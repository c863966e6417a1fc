//! Discover and Connect Queues
//!
//! Two ordered, deduplicated queues sharing one slot pool. The discover queue
//! holds physical drives awaiting classification; the connect queue holds
//! logical drives awaiting their downstream edge. Duplicate notifications for
//! a drive merge into the existing entry instead of growing the queue, so the
//! queues are bounded by drive count no matter how chatty the hardware layer
//! is.
//!
//! Everything here runs under one lock held only for queue mutation, never
//! across IO. The worker pops an item, drops the lock, processes it, then
//! either returns the ticket or reinserts the item.

use crate::error::Result;
use crate::reconciler::pool::{SlotPool, SlotTicket};
use crate::topology::types::{LifecycleState, LogicalDriveId, PhysicalDriveId, ProcessFlags};
use std::collections::BTreeMap;
use tokio::time::Instant;

// =============================================================================
// Items
// =============================================================================

/// A physical drive awaiting classification
#[derive(Debug)]
pub struct DiscoverItem {
    pub drive: PhysicalDriveId,
    pub state: LifecycleState,
    pub flags: ProcessFlags,
    /// Last time an action was attempted for this drive; drives the reinit cooldown
    pub last_attempt: Option<Instant>,
    ticket: SlotTicket,
}

impl DiscoverItem {
    pub fn into_ticket(self) -> SlotTicket {
        self.ticket
    }
}

/// A logical drive awaiting its downstream edge
#[derive(Debug)]
pub struct ConnectItem {
    pub logical: LogicalDriveId,
    ticket: SlotTicket,
}

impl ConnectItem {
    pub fn into_ticket(self) -> SlotTicket {
        self.ticket
    }
}

// =============================================================================
// Queue Set
// =============================================================================

/// Both queues plus the shared pool, mutated under one mutex.
#[derive(Debug)]
pub struct QueueSet {
    pool: SlotPool,
    discover: BTreeMap<PhysicalDriveId, DiscoverItem>,
    connect: BTreeMap<LogicalDriveId, ConnectItem>,
}

impl QueueSet {
    pub fn new(pool_capacity: usize) -> Self {
        Self {
            pool: SlotPool::new(pool_capacity),
            discover: BTreeMap::new(),
            connect: BTreeMap::new(),
        }
    }

    /// Add or merge a discover entry. Returns true if the queue gained a new
    /// entry; a merge overwrites the lifecycle state and ORs the flags.
    pub fn enqueue_discover(
        &mut self,
        drive: PhysicalDriveId,
        state: LifecycleState,
        flags: ProcessFlags,
    ) -> Result<bool> {
        if let Some(existing) = self.discover.get_mut(&drive) {
            existing.state = state;
            existing.flags.merge(flags);
            return Ok(false);
        }
        let ticket = self.pool.acquire()?;
        self.discover.insert(
            drive,
            DiscoverItem {
                drive,
                state,
                flags,
                last_attempt: None,
                ticket,
            },
        );
        Ok(true)
    }

    /// Add a connect entry unless one is already pending
    pub fn enqueue_connect(&mut self, logical: LogicalDriveId) -> Result<bool> {
        if self.connect.contains_key(&logical) {
            return Ok(false);
        }
        let ticket = self.pool.acquire()?;
        self.connect.insert(logical, ConnectItem { logical, ticket });
        Ok(true)
    }

    /// Pop the lowest-keyed discover item; the caller owns it until it is
    /// released or requeued
    pub fn pop_discover(&mut self) -> Option<DiscoverItem> {
        self.discover.pop_first().map(|(_, item)| item)
    }

    /// Pop the lowest discover item keyed strictly above `after`; a pass
    /// walks the queue with this so a requeued item is not revisited until
    /// the next pass
    pub fn pop_discover_after(&mut self, after: PhysicalDriveId) -> Option<DiscoverItem> {
        use std::ops::Bound::{Excluded, Unbounded};
        let key = *self.discover.range((Excluded(after), Unbounded)).next()?.0;
        self.discover.remove(&key)
    }

    /// Pop the lowest-keyed connect item
    pub fn pop_connect(&mut self) -> Option<ConnectItem> {
        self.connect.pop_first().map(|(_, item)| item)
    }

    /// Pop the lowest connect item keyed strictly above `after`
    pub fn pop_connect_after(&mut self, after: LogicalDriveId) -> Option<ConnectItem> {
        use std::ops::Bound::{Excluded, Unbounded};
        let key = *self.connect.range((Excluded(after), Unbounded)).next()?.0;
        self.connect.remove(&key)
    }

    /// Put a discover item back, merging with any entry that raced in while
    /// the item was being processed. The raced-in entry carries the newer
    /// lifecycle state, so its state wins; flags accumulate.
    pub fn requeue_discover(&mut self, item: DiscoverItem) {
        if let Some(existing) = self.discover.get_mut(&item.drive) {
            existing.flags.merge(item.flags);
            if existing.last_attempt.is_none() {
                existing.last_attempt = item.last_attempt;
            }
            self.pool.release(item.into_ticket());
        } else {
            self.discover.insert(item.drive, item);
        }
    }

    /// Put a connect item back
    pub fn requeue_connect(&mut self, item: ConnectItem) {
        if self.connect.contains_key(&item.logical) {
            self.pool.release(item.into_ticket());
        } else {
            self.connect.insert(item.logical, item);
        }
    }

    /// Release a finished item's ticket back to the pool
    pub fn release(&mut self, ticket: SlotTicket) {
        self.pool.release(ticket);
    }

    pub fn is_drive_pending_connect(&self, logical: LogicalDriveId) -> bool {
        self.connect.contains_key(&logical)
    }

    pub fn discover_len(&self) -> usize {
        self.discover.len()
    }

    pub fn connect_len(&self) -> usize {
        self.connect.len()
    }

    pub fn has_work(&self) -> bool {
        !self.discover.is_empty() || !self.connect.is_empty()
    }

    pub fn pool_free(&self) -> usize {
        self.pool.free_count()
    }

    pub fn pool_outstanding(&self) -> usize {
        self.pool.outstanding()
    }

    pub fn pool_capacity(&self) -> usize {
        self.pool.capacity()
    }
}
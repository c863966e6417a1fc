//! File-Backed Identity Store
//!
//! Standalone-mode persistence: one fixed-size record file per drive under a
//! root directory. A missing file reads as an uninitialized stamp region,
//! matching a factory-fresh drive.

use crate::error::Result;
use crate::identity::stamp::{IdentityStamp, StampRead, STAMP_SIZE};
use crate::identity::store::IdentityStore;
use crate::topology::types::PhysicalDriveId;
use async_trait::async_trait;
use std::path::{Path, PathBuf};
use tracing::debug;

/// Identity store persisting stamp records as files on the local filesystem.
pub struct FileIdentityStore {
    root: PathBuf,
}

impl FileIdentityStore {
    pub fn new(root: impl AsRef<Path>) -> Self {
        Self {
            root: root.as_ref().to_path_buf(),
        }
    }

    fn stamp_path(&self, drive: PhysicalDriveId) -> PathBuf {
        self.root.join(format!("stamp_{:08x}.bin", drive.0))
    }
}

#[async_trait]
impl IdentityStore for FileIdentityStore {
    async fn read_stamp(&self, drive: PhysicalDriveId) -> Result<StampRead> {
        let path = self.stamp_path(drive);
        match tokio::fs::read(&path).await {
            Ok(raw) => IdentityStamp::decode(&raw),
            Err(e) if e.kind() == std::io::ErrorKind::NotFound => {
                Ok(StampRead::Uninitialized)
            }
            Err(e) => Err(e.into()),
        }
    }

    async fn write_stamp(&self, drive: PhysicalDriveId, stamp: &IdentityStamp) -> Result<()> {
        tokio::fs::create_dir_all(&self.root).await?;
        let path = self.stamp_path(drive);
        let tmp = path.with_extension("tmp");
        let raw = stamp.encode();
        debug_assert_eq!(raw.len(), STAMP_SIZE);
        tokio::fs::write(&tmp, &raw).await?;
        tokio::fs::rename(&tmp, &path).await?;
        debug!(drive = %drive, location = %stamp.location, "stamp written");
        Ok(())
    }
}
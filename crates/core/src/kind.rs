//! Job kinds served by the operator.
//!
//! Kind names are the canonical, case-sensitive spellings used as keys in the
//! scheme registry. No two of them may be equal under ASCII case folding.

/// API group all training job kinds belong to.
pub const GROUP_NAME: &str = "kubeflow.org";

/// API version of the training job kinds.
pub const GROUP_VERSION: &str = "v1";

pub const TF_JOB_KIND: &str = "TFJob";
pub const PYTORCH_JOB_KIND: &str = "PyTorchJob";
pub const MX_JOB_KIND: &str = "MXJob";
pub const XGBOOST_JOB_KIND: &str = "XGBoostJob";

/// Per-kind defaults a reconciler needs when it is attached to a manager.
#[derive(Debug, Clone, Copy, PartialEq, Eq)]
pub struct KindDefaults {
    pub kind: &'static str,
    /// Name the reconciler registers under in the manager.
    pub controller_name: &'static str,
    /// Container in the replica pod template that runs the framework.
    pub container_name: &'static str,
    pub port_name: &'static str,
    pub port: u16,
}

impl KindDefaults {
    /// `<group>/<version>` string for the kind's API version.
    pub fn api_version(&self) -> String {
        format!("{GROUP_NAME}/{GROUP_VERSION}")
    }
}

pub const TF_JOB_DEFAULTS: KindDefaults = KindDefaults {
    kind: TF_JOB_KIND,
    controller_name: "tfjob-controller",
    container_name: "tensorflow",
    port_name: "tfjob-port",
    port: 2222,
};

pub const PYTORCH_JOB_DEFAULTS: KindDefaults = KindDefaults {
    kind: PYTORCH_JOB_KIND,
    controller_name: "pytorchjob-controller",
    container_name: "pytorch",
    port_name: "pytorchjob-port",
    port: 23456,
};

pub const MX_JOB_DEFAULTS: KindDefaults = KindDefaults {
    kind: MX_JOB_KIND,
    controller_name: "mxjob-controller",
    container_name: "mxnet",
    port_name: "mxjob-port",
    port: 9091,
};

pub const XGBOOST_JOB_DEFAULTS: KindDefaults = KindDefaults {
    kind: XGBOOST_JOB_KIND,
    controller_name: "xgboostjob-controller",
    container_name: "xgboost",
    port_name: "xgboostjob-port",
    port: 9999,
};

•••

*EXERCISE DIRECTIONS*: In the data above, find the line with "pub fn new(pool_capacity: usize)" and the line with "lowest-keyed connect item". Retype both, plus every line between them, exactly.

*ANSWER SPACE*:
    pub fn new(pool_capacity: usize) -> Self {
        Self {
            pool: SlotPool::new(pool_capacity),
            discover: BTreeMap::new(),
            connect: BTreeMap::new(),
        }
    }

    /// Add or merge a discover entry. Returns true if the queue gained a new
    /// entry; a merge overwrites the lifecycle state and ORs the flags.
    pub fn enqueue_discover(
        &mut self,
        drive: PhysicalDriveId,
        state: LifecycleState,
        flags: ProcessFlags,
    ) -> Result<bool> {
        if let Some(existing) = self.discover.get_mut(&drive) {
            existing.state = state;
            existing.flags.merge(flags);
            return Ok(false);
        }
        let ticket = self.pool.acquire()?;
        self.discover.insert(
            drive,
            DiscoverItem {
                drive,
                state,
                flags,
                last_attempt: None,
                ticket,
            },
        );
        Ok(true)
    }

    /// Add a connect entry unless one is already pending
    pub fn enqueue_connect(&mut self, logical: LogicalDriveId) -> Result<bool> {
        if self.connect.contains_key(&logical) {
            return Ok(false);
        }
        let ticket = self.pool.acquire()?;
        self.connect.insert(logical, ConnectItem { logical, ticket });
        Ok(true)
    }

    /// Pop the lowest-keyed discover item; the caller owns it until it is
    /// released or requeued
    pub fn pop_discover(&mut self) -> Option<DiscoverItem> {
        self.discover.pop_first().map(|(_, item)| item)
    }

    /// Pop the lowest discover item keyed strictly above `after`; a pass
    /// walks the queue with this so a requeued item is not revisited until
    /// the next pass
    pub fn pop_discover_after(&mut self, after: PhysicalDriveId) -> Option<DiscoverItem> {
        use std::ops::Bound::{Excluded, Unbounded};
        let key = *self.discover.range((Excluded(after), Unbounded)).next()?.0;
        self.discover.remove(&key)
    }

    /// Pop the lowest-keyed connect item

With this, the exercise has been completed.